======== DATA TO USE ========

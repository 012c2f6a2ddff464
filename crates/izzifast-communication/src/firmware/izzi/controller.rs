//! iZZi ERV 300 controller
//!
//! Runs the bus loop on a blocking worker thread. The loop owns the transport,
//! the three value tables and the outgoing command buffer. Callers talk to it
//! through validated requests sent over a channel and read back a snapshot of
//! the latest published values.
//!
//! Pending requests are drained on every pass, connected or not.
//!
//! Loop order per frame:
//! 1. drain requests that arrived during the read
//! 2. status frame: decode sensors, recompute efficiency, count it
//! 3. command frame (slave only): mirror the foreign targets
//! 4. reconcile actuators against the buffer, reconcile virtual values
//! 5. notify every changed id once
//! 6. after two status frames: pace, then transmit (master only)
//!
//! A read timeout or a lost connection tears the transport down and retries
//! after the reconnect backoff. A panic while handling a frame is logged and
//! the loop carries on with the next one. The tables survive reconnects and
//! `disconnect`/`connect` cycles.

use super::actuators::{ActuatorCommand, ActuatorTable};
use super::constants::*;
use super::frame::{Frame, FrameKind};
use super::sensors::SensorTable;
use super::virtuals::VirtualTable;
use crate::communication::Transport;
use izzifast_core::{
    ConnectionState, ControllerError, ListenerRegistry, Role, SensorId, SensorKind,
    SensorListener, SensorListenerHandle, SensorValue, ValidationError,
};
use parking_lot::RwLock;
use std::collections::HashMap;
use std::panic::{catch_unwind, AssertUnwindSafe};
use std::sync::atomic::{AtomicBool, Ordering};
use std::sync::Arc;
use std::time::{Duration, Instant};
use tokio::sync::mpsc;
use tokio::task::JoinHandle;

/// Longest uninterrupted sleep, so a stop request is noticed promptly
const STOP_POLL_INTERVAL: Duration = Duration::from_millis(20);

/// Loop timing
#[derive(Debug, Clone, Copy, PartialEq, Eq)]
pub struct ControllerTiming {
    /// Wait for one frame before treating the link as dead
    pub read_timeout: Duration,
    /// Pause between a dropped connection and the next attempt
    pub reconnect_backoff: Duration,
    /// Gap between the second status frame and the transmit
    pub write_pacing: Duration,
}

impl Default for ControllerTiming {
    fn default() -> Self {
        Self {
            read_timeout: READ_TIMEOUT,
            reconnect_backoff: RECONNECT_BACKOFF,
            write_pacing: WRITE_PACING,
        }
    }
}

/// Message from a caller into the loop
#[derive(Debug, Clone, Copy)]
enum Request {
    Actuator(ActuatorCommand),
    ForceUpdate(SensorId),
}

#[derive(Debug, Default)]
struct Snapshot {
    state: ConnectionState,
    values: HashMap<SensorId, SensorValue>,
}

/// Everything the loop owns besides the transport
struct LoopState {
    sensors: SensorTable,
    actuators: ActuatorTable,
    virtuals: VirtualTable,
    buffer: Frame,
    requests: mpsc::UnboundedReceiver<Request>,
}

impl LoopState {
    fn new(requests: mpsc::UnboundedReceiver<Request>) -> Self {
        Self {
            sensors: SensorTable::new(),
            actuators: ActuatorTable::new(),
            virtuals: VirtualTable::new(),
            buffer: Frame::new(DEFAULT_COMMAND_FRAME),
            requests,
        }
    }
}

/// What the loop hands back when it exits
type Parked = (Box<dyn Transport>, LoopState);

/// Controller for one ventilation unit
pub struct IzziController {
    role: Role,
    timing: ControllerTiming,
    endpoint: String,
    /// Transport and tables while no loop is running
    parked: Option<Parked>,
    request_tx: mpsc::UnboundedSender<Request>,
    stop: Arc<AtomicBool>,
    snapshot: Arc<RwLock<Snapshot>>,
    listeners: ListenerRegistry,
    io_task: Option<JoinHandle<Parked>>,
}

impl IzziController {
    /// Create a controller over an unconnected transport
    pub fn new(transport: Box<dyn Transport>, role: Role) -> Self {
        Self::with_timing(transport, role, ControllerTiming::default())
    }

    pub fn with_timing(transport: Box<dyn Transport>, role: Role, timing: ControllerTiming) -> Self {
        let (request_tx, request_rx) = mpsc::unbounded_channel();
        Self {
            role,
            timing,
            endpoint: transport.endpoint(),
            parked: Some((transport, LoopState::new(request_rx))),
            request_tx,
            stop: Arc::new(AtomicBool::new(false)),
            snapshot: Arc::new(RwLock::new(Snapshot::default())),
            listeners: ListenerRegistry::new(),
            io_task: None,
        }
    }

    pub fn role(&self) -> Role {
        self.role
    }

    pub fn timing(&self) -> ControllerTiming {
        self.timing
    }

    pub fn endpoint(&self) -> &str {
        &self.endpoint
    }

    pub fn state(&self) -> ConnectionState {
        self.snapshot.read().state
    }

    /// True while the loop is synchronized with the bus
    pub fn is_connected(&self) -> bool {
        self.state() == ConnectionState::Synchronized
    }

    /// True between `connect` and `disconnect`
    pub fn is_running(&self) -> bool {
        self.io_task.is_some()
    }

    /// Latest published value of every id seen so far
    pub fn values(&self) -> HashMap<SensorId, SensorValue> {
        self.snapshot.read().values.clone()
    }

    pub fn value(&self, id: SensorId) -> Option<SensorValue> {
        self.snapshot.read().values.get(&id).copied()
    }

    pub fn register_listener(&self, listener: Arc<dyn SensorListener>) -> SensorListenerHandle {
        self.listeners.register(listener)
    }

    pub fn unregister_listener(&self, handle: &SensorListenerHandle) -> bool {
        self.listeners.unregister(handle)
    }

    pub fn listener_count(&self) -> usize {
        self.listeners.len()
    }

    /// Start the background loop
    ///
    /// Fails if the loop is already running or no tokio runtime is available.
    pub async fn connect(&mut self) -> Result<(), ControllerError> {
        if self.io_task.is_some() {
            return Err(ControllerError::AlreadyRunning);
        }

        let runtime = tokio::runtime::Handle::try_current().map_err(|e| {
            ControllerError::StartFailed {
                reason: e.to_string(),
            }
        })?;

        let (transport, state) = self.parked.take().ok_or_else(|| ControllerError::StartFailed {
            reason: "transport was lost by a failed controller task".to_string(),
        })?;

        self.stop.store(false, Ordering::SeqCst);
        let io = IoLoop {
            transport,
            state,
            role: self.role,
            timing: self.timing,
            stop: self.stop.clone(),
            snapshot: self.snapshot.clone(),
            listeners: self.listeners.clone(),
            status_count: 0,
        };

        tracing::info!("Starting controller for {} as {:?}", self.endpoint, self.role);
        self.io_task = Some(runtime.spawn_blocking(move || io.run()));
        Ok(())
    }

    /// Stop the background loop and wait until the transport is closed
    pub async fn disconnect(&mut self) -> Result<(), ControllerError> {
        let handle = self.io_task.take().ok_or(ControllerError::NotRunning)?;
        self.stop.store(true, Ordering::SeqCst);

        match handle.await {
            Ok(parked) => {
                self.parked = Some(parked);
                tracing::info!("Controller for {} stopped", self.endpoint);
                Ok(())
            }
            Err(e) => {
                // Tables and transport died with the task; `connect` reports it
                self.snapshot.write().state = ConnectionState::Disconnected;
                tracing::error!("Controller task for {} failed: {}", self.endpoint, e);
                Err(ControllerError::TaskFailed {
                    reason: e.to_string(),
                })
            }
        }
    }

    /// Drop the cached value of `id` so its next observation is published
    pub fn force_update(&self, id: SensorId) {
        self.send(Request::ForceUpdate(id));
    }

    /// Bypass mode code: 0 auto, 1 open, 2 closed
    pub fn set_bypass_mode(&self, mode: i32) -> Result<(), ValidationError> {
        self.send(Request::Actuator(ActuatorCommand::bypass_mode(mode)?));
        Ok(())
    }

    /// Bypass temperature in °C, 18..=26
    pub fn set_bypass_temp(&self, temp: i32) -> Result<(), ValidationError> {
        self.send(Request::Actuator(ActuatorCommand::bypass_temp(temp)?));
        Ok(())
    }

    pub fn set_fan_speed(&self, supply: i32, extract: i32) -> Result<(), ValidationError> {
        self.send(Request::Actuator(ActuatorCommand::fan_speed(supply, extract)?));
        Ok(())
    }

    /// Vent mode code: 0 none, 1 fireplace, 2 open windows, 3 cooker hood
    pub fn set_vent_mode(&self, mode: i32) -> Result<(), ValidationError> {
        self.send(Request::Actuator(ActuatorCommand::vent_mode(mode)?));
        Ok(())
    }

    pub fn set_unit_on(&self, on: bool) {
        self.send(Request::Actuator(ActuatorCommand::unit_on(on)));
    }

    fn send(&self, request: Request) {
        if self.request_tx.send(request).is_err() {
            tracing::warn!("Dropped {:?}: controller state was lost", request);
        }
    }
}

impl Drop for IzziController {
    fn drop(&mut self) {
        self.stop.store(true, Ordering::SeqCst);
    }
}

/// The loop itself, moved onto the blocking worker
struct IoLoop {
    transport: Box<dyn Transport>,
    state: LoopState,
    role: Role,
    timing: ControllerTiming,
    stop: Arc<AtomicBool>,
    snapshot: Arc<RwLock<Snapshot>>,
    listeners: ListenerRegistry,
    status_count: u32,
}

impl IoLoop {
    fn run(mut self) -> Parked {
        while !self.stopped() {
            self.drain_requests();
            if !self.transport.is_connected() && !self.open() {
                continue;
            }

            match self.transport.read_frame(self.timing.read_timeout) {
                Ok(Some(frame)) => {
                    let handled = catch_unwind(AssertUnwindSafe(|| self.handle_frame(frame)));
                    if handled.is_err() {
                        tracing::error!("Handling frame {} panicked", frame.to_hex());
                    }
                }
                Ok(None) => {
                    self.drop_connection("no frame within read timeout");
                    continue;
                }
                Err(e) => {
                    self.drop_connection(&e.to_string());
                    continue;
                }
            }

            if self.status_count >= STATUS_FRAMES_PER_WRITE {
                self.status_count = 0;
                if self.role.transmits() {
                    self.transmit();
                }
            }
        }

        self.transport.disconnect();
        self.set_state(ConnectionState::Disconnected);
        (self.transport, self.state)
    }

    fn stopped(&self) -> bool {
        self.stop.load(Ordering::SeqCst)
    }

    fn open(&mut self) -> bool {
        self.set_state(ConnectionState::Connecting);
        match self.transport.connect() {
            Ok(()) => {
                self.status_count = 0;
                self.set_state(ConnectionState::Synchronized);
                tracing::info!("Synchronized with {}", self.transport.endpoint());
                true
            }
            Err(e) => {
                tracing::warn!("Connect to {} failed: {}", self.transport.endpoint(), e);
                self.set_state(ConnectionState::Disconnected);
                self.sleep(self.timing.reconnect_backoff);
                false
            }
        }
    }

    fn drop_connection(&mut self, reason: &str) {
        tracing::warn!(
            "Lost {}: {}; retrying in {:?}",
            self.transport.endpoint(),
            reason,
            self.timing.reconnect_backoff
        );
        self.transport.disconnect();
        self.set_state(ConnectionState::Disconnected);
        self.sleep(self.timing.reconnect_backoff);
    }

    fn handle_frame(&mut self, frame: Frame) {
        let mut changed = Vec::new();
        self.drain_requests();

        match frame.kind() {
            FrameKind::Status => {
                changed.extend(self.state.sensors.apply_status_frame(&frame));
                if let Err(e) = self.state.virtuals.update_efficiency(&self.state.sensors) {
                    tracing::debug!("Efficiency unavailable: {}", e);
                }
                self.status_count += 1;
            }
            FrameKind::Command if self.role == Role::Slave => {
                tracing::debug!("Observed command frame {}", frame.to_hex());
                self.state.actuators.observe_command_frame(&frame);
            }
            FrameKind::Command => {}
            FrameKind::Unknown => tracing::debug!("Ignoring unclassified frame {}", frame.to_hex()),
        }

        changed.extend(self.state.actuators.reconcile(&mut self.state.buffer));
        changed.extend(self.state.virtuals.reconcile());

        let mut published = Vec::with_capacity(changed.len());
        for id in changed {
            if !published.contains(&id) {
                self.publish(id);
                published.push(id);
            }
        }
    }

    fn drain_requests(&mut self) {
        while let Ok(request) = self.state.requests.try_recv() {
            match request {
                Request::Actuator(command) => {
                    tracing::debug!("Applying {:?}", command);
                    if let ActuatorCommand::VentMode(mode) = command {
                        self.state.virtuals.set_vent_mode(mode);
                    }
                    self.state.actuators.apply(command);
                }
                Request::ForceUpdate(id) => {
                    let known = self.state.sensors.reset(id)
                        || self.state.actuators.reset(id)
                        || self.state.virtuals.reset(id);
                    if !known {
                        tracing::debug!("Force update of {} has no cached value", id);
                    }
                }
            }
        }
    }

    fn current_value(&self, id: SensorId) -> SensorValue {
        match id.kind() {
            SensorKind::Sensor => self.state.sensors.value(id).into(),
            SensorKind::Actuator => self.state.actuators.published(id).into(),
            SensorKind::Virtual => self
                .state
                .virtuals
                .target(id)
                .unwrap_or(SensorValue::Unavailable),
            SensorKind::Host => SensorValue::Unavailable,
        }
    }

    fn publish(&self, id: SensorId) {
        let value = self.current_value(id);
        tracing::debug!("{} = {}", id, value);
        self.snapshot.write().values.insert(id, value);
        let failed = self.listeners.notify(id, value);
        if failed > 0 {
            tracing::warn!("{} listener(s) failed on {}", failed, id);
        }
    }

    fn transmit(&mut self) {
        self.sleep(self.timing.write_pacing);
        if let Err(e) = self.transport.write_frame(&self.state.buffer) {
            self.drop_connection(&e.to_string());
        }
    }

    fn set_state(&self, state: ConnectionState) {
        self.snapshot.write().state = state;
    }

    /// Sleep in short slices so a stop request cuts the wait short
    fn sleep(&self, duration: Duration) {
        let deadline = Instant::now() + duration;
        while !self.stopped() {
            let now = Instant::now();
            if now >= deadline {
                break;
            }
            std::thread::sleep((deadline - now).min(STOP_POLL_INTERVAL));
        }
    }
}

========

EXERCISE:
All that should be written out is the stretch of lines above between the one holding "use std::collections::HashMap;" and the one holding "is noticed promptly", inclusive, exactly as given.

REPLY:
use std::collections::HashMap;
use std::panic::{catch_unwind, AssertUnwindSafe};
use std::sync::atomic::{AtomicBool, Ordering};
use std::sync::Arc;
use std::time::{Duration, Instant};
use tokio::sync::mpsc;
use tokio::task::JoinHandle;

/// Longest uninterrupted sleep, so a stop request is noticed promptly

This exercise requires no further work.